- EXERCISE GOAL -
Your reply should hold only the lines from the records below where "previous" occurs.

"""

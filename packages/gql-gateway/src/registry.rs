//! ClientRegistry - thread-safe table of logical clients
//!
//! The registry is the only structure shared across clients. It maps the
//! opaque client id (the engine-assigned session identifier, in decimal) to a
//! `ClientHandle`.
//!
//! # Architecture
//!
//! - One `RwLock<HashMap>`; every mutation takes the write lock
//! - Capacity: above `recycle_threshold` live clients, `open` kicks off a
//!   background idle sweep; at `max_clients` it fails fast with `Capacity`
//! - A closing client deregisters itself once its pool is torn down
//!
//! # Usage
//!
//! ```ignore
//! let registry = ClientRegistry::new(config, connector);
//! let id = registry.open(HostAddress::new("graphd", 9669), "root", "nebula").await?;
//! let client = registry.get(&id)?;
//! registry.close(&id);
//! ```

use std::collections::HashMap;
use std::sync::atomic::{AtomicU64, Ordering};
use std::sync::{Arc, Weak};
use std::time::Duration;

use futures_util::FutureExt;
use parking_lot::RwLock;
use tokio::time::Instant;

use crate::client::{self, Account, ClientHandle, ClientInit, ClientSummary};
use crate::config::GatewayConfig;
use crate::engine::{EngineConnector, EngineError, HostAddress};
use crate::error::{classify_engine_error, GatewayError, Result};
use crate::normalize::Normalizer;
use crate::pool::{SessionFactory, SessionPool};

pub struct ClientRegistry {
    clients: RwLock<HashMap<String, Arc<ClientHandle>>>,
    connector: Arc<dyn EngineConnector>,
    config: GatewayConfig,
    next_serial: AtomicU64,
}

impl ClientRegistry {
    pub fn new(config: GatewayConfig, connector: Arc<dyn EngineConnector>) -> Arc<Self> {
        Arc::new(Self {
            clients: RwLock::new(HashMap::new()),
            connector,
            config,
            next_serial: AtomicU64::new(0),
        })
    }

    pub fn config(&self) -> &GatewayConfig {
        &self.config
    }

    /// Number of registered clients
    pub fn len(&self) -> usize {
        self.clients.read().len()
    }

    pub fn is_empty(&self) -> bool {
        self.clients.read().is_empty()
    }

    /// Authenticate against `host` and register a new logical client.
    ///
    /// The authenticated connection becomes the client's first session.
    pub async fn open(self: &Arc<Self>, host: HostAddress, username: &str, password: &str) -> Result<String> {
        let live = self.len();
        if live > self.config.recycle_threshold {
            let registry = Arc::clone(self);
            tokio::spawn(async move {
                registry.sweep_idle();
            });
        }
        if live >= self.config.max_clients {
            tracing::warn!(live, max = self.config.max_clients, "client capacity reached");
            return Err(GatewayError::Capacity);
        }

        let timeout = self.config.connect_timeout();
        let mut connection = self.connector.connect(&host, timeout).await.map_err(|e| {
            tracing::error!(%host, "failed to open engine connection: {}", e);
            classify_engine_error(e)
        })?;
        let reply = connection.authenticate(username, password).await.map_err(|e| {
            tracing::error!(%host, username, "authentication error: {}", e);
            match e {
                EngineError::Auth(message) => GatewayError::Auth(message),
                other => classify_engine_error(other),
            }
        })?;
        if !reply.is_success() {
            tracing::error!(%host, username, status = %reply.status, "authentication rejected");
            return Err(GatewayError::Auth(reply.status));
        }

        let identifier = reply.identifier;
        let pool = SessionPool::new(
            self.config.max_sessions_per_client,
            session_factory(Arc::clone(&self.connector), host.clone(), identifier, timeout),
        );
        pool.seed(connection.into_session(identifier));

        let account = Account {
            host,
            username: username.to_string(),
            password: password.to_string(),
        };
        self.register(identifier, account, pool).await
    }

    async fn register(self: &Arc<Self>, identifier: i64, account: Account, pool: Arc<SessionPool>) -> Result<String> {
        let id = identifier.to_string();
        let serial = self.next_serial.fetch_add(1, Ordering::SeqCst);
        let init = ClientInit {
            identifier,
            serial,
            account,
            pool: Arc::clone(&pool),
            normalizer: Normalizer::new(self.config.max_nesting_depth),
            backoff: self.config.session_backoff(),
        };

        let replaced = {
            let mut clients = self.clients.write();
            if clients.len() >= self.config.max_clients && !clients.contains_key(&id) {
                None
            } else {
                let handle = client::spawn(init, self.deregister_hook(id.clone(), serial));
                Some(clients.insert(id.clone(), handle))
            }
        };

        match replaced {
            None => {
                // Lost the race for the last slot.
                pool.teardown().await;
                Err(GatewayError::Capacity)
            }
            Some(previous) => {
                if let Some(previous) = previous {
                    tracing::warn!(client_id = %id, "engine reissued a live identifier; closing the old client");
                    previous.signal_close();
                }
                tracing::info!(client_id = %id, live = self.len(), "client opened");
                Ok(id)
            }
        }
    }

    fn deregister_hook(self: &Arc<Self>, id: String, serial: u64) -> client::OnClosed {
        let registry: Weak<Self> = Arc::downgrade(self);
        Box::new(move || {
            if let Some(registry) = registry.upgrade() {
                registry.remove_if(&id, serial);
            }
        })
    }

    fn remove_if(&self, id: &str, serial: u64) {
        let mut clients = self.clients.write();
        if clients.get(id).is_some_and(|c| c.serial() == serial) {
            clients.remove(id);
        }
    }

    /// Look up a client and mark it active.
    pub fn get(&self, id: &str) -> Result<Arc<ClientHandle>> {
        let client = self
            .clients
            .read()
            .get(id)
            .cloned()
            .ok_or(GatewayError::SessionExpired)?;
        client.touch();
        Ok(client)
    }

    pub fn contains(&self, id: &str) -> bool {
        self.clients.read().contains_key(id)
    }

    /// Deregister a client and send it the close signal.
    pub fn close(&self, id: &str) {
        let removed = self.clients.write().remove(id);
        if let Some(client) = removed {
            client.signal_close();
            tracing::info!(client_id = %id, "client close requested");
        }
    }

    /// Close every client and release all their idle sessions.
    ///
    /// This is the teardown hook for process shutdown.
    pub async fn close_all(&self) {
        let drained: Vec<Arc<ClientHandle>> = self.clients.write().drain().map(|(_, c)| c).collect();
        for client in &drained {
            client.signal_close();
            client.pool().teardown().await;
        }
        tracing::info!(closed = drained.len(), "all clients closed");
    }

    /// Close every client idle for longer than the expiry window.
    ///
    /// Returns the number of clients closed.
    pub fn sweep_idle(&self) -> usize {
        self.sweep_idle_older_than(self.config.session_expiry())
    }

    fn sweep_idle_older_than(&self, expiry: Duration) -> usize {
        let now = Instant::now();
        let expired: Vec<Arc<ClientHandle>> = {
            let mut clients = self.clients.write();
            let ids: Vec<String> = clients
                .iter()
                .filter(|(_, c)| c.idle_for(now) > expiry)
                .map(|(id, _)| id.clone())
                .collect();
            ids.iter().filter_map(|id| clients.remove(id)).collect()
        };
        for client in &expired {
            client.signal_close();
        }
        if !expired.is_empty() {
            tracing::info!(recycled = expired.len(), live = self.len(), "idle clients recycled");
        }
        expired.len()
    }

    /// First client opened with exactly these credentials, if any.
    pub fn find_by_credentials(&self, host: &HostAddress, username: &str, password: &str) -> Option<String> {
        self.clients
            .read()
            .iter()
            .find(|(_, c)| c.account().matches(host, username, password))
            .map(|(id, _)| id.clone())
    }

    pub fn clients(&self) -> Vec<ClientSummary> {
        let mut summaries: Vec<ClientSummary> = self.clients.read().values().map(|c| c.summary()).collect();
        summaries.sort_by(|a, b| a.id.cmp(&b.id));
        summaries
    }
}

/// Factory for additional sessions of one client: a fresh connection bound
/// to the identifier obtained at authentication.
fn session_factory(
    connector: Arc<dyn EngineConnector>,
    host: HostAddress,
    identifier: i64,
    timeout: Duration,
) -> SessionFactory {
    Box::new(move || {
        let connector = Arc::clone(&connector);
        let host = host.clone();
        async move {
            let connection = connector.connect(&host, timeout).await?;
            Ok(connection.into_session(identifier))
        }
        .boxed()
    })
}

"""

- SOLVED PROBLEM -
            Some(previous) => {
                if let Some(previous) = previous {
                    previous.signal_close();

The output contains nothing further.